_Exercise instructions:_ Would you repeat all of the records underneath, exactly as written?

(Saved entries)
• • • • • • •

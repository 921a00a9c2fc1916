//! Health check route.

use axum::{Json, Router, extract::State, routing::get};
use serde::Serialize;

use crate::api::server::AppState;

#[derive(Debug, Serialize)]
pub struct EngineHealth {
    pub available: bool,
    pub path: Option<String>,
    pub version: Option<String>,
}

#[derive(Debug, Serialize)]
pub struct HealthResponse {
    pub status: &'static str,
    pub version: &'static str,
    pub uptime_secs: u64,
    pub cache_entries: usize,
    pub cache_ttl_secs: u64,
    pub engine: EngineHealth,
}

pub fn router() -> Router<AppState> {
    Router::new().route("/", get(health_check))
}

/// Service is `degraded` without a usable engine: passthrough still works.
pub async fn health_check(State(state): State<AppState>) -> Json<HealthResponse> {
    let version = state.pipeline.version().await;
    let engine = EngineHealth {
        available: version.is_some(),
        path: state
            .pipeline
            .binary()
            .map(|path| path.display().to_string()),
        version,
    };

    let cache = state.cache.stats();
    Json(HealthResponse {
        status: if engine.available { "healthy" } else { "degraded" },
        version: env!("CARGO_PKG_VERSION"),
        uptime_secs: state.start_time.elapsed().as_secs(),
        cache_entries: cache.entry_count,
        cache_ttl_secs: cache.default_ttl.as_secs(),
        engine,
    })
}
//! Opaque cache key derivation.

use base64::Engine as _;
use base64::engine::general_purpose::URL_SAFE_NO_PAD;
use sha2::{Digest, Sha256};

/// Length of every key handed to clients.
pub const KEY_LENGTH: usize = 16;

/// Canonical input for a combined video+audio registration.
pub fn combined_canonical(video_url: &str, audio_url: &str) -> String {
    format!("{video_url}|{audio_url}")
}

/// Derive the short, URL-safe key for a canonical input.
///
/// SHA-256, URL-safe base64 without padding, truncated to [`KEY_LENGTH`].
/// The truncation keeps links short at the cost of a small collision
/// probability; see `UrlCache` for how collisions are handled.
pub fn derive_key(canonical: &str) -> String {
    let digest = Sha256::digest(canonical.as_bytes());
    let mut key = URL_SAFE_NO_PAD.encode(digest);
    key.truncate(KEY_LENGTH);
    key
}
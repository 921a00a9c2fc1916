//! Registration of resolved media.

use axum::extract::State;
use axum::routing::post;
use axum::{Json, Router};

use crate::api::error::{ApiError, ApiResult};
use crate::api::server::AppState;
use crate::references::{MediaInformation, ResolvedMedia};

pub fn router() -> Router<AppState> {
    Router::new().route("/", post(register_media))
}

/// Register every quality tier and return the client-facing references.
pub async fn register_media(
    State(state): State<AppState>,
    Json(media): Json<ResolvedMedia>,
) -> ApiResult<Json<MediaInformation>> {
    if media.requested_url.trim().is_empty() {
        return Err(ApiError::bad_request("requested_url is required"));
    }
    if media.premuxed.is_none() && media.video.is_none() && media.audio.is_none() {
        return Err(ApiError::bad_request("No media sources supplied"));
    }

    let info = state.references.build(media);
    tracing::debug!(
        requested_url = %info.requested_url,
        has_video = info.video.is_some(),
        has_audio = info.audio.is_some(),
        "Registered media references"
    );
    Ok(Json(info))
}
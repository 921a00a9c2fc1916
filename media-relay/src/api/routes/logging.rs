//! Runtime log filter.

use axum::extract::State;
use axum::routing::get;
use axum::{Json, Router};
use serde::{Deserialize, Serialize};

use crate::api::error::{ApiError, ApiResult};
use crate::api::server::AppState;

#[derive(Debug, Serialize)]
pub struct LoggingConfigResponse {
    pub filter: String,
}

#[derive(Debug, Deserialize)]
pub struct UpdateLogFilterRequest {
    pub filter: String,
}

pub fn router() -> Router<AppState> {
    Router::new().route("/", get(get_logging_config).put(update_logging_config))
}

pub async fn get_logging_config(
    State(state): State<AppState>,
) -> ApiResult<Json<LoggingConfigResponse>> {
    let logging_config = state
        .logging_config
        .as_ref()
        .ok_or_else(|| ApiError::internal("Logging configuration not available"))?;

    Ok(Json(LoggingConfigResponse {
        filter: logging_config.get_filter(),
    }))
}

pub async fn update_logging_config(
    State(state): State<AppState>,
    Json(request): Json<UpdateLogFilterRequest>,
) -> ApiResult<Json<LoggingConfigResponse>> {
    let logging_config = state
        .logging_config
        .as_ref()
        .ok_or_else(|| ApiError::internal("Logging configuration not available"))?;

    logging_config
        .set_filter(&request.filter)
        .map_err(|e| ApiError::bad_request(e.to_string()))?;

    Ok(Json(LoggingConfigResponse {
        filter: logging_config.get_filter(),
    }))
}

• • • • • • •

_Exercise answer:_
repository 921a00a9c2fc1916
//! Health check route.

use axum::{Json, Router, extract::State, routing::get};
use serde::Serialize;

use crate::api::server::AppState;

#[derive(Debug, Serialize)]
pub struct EngineHealth {
    pub available: bool,
    pub path: Option<String>,
    pub version: Option<String>,
}

#[derive(Debug, Serialize)]
pub struct HealthResponse {
    pub status: &'static str,
    pub version: &'static str,
    pub uptime_secs: u64,
    pub cache_entries: usize,
    pub cache_ttl_secs: u64,
    pub engine: EngineHealth,
}

pub fn router() -> Router<AppState> {
    Router::new().route("/", get(health_check))
}

/// Service is `degraded` without a usable engine: passthrough still works.
pub async fn health_check(State(state): State<AppState>) -> Json<HealthResponse> {
    let version = state.pipeline.version().await;
    let engine = EngineHealth {
        available: version.is_some(),
        path: state
            .pipeline
            .binary()
            .map(|path| path.display().to_string()),
        version,
    };

    let cache = state.cache.stats();
    Json(HealthResponse {
        status: if engine.available { "healthy" } else { "degraded" },
        version: env!("CARGO_PKG_VERSION"),
        uptime_secs: state.start_time.elapsed().as_secs(),
        cache_entries: cache.entry_count,
        cache_ttl_secs: cache.default_ttl.as_secs(),
        engine,
    })
}
//! Opaque cache key derivation.

use base64::Engine as _;
use base64::engine::general_purpose::URL_SAFE_NO_PAD;
use sha2::{Digest, Sha256};

/// Length of every key handed to clients.
pub const KEY_LENGTH: usize = 16;

/// Canonical input for a combined video+audio registration.
pub fn combined_canonical(video_url: &str, audio_url: &str) -> String {
    format!("{video_url}|{audio_url}")
}

/// Derive the short, URL-safe key for a canonical input.
///
/// SHA-256, URL-safe base64 without padding, truncated to [`KEY_LENGTH`].
/// The truncation keeps links short at the cost of a small collision
/// probability; see `UrlCache` for how collisions are handled.
pub fn derive_key(canonical: &str) -> String {
    let digest = Sha256::digest(canonical.as_bytes());
    let mut key = URL_SAFE_NO_PAD.encode(digest);
    key.truncate(KEY_LENGTH);
    key
}
repository 921a00a9c2fc1916
//! Registration of resolved media.

use axum::extract::State;
use axum::routing::post;
use axum::{Json, Router};

use crate::api::error::{ApiError, ApiResult};
use crate::api::server::AppState;
use crate::references::{MediaInformation, ResolvedMedia};

pub fn router() -> Router<AppState> {
    Router::new().route("/", post(register_media))
}

/// Register every quality tier and return the client-facing references.
pub async fn register_media(
    State(state): State<AppState>,
    Json(media): Json<ResolvedMedia>,
) -> ApiResult<Json<MediaInformation>> {
    if media.requested_url.trim().is_empty() {
        return Err(ApiError::bad_request("requested_url is required"));
    }
    if media.premuxed.is_none() && media.video.is_none() && media.audio.is_none() {
        return Err(ApiError::bad_request("No media sources supplied"));
    }

    let info = state.references.build(media);
    tracing::debug!(
        requested_url = %info.requested_url,
        has_video = info.video.is_some(),
        has_audio = info.audio.is_some(),
        "Registered media references"
    );
    Ok(Json(info))
}
repository 921a00a9c2fc1916
filename media-relay/src/api/routes/logging.rs
//! Runtime log filter.

use axum::extract::State;
use axum::routing::get;
use axum::{Json, Router};
use serde::{Deserialize, Serialize};

use crate::api::error::{ApiError, ApiResult};
use crate::api::server::AppState;

#[derive(Debug, Serialize)]
pub struct LoggingConfigResponse {
    pub filter: String,
}

#[derive(Debug, Deserialize)]
pub struct UpdateLogFilterRequest {
    pub filter: String,
}

pub fn router() -> Router<AppState> {
    Router::new().route("/", get(get_logging_config).put(update_logging_config))
}

pub async fn get_logging_config(
    State(state): State<AppState>,
) -> ApiResult<Json<LoggingConfigResponse>> {
    let logging_config = state
        .logging_config
        .as_ref()
        .ok_or_else(|| ApiError::internal("Logging configuration not available"))?;

    Ok(Json(LoggingConfigResponse {
        filter: logging_config.get_filter(),
    }))
}

pub async fn update_logging_config(
    State(state): State<AppState>,
    Json(request): Json<UpdateLogFilterRequest>,
) -> ApiResult<Json<LoggingConfigResponse>> {
    let logging_config = state
        .logging_config
        .as_ref()
        .ok_or_else(|| ApiError::internal("Logging configuration not available"))?;

    logging_config
        .set_filter(&request.filter)
        .map_err(|e| ApiError::bad_request(e.to_string()))?;

    Ok(Json(LoggingConfigResponse {
        filter: logging_config.get_filter(),
    }))
}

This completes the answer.